What is Olap ?

OLAP is not a technology, nor a language (unlike SQL or Java)

Author
David Alvarez Debrot
Date
2/12/2024
Share

OLAP (Online AnaLytical Processing) is a concept for conducting swift multidimensional analysis of data (MDA), enabling the examination of data from multiple dimensions. This allows for complex calculations, trend analyses, and sophisticated data modeling.

It's important to clarify that OLAP is not a technology, nor a language (unlike SQL or Java).  OLAP is a concept / method for organizing data in a certain structure to facilitate multidimensional analysis.

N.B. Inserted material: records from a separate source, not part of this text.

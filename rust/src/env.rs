//! Environment variable sources consulted during key resolution.
//!
//! The process environment is read through [`ProcessEnv`]; any map of
//! variables works as well, which keeps embedding hosts and tests away from
//! global process state.

use std::collections::HashMap;

pub trait EnvSource {
    /// Value of `name`, or `None` when unset. An empty value is still set.
    fn var(&self, name: &str) -> Option<String>;
}

/// Reads from the environment of the running process.
#[derive(Debug, Clone, Copy, Default)]
pub struct ProcessEnv;

impl EnvSource for ProcessEnv {
    fn var(&self, name: &str) -> Option<String> {
        // Non-unicode values are unusable as key text.
        std::env::var(name).ok()
    }
}

impl EnvSource for HashMap<String, String> {
    fn var(&self, name: &str) -> Option<String> {
        self.get(name).cloned()
    }
}

impl<T: EnvSource + ?Sized> EnvSource for &T {
    fn var(&self, name: &str) -> Option<String> {
        (**self).var(name)
    }
}
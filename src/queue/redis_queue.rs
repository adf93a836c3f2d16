use async_trait::async_trait;
use redis::aio::MultiplexedConnection;
use spdlog::{debug, info};
use tokio::sync::Mutex;
use tokio::task::JoinHandle;

use crate::error::QueueError;
use crate::queue::Queue;

type PendingPop = JoinHandle<Result<Vec<u8>, QueueError>>;

/// Redis lists. Producers LPUSH, the relay BRPOPs.
///
/// Pops and length queries use separate connections, since a blocked BRPOP holds up every
/// other command on its connection.
pub struct RedisQueue {
    pop_conn: MultiplexedConnection,
    len_conn: MultiplexedConnection,
    /// BRPOP still running for a caller that went away. The next pop picks up its result.
    pending: Mutex<Option<PendingPop>>,
}

impl RedisQueue {
    pub async fn connect(host: &str, port: u16) -> Result<Self, QueueError> {
        let url = redis_url(host, port);
        let client = redis::Client::open(url.as_str())?;
        let pop_conn = client.get_multiplexed_async_connection().await?;
        let len_conn = client.get_multiplexed_async_connection().await?;
        info!("Connected to queue at {}", url);

        Ok(Self {
            pop_conn,
            len_conn,
            pending: Mutex::new(None),
        })
    }
}

fn redis_url(host: &str, port: u16) -> String {
    if host.contains(':') {
        format!("redis://[{}]:{}/", host, port)
    } else {
        format!("redis://{}:{}/", host, port)
    }
}

async fn blocking_pop(mut conn: MultiplexedConnection, key: String) -> Result<Vec<u8>, QueueError> {
    loop {
        // nil only if the server gives up on the wait
        let popped: Option<(String, Vec<u8>)> = redis::cmd("BRPOP").arg(&key).arg(0).query_async(&mut conn).await?;
        match popped {
            Some((_, payload)) => return Ok(payload),
            None => debug!("BRPOP on {} returned nothing, waiting again", key),
        }
    }
}

#[async_trait]
impl Queue for RedisQueue {
    /// The BRPOP runs on its own task. Dropping this future leaves it running and
    /// the popped message is returned by the next call.
    async fn pop(&self, key: &str) -> Result<Vec<u8>, QueueError> {
        let mut pending = self.pending.lock().await;
        let task = pending.get_or_insert_with(|| tokio::spawn(blocking_pop(self.pop_conn.clone(), key.to_string())));

        let result = task.await;
        *pending = None;
        result.map_err(|e| QueueError::Connection(format!("pop task failed: {}", e)))?
    }

    async fn len(&self, key: &str) -> Result<usize, QueueError> {
        let mut conn = self.len_conn.clone();
        let len: usize = redis::cmd("LLEN").arg(key).query_async(&mut conn).await?;
        Ok(len)
    }
}

impl Drop for RedisQueue {
    fn drop(&mut self) {
        if let Ok(mut pending) = self.pending.try_lock() {
            if let Some(task) = pending.take() {
                task.abort();
            }
        }
    }
}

The term “OLAP tool” refers to platforms, such as icCube and Microsoft Analysis Services (SSAS), that provide the necessary infrastructure for building OLAP data structures.

Why use Olap?

The core features of OLAP are : 

Multidimensional:  transforms complex data into structural and intuitive business concepts, making it easier to analyze data across various dimensions (e.g., time, geography, product). 

  • Analysis: data aggregation such as sum, minimum, maximum, average,vector and more. Supports advanced analytics such as statistical methods, regressions, algorithms, etc.
  • Fast Query Performance: Optimized for reading and analyzing multidimensional data.
  • Ad-hoc Analysis: Users can conduct spontaneous, on-the-fly queries to explore data without needing pre-defined reports or dashboards.

Schema or Model

Before doing OLAP analysis on your data, you first create a model or schema from your data sources or data warehouse. The most common data sources are SQL databases, though they can be data coming from any source (e.g., flat files, IoT, Google Analytics). The goal is to transform the data from technical nomenclature into domain-specific terms that a business user can easily use. 

Dimensions are a categorization of your data. Typical dimensions are country, people, age, product, color. Dimensions can be hierarchical, like in a time dimension with years, quarters and days, or in a geography dimension with continent, region, country and city.

Measures are metrics, that can be aggregated as sum, minimum, maximum, average (e.g., sales amount, temperatures).

Once the schema is defined, users can now start querying the data. Drag and drop dimensions and measures to generate information, such as a table with continent, year, and sales amount. This is called dicing (choose specific values of multiple dimensions to create a subcube): 

What is OLAP : table dicing example

The ability to show aggregated information in each cell is known as roll up. Although thousands of sales may occur in Africa in 2018, only the summarized, or aggregated, information is displayed.

Filtering the above table, e.g. for a given product, is called slicing (choose a single value for one dimension to create a subcube)

Drill down, the opposite of roll up, allows for going into the details of a continent or a year, taking advantage of the hierarchical structure of the dimension. The end result will look like : 

What is OLAP : table drilldown example

Roll up and Drill down, along with dicing and slicing, form the basis of OLAP interactions. 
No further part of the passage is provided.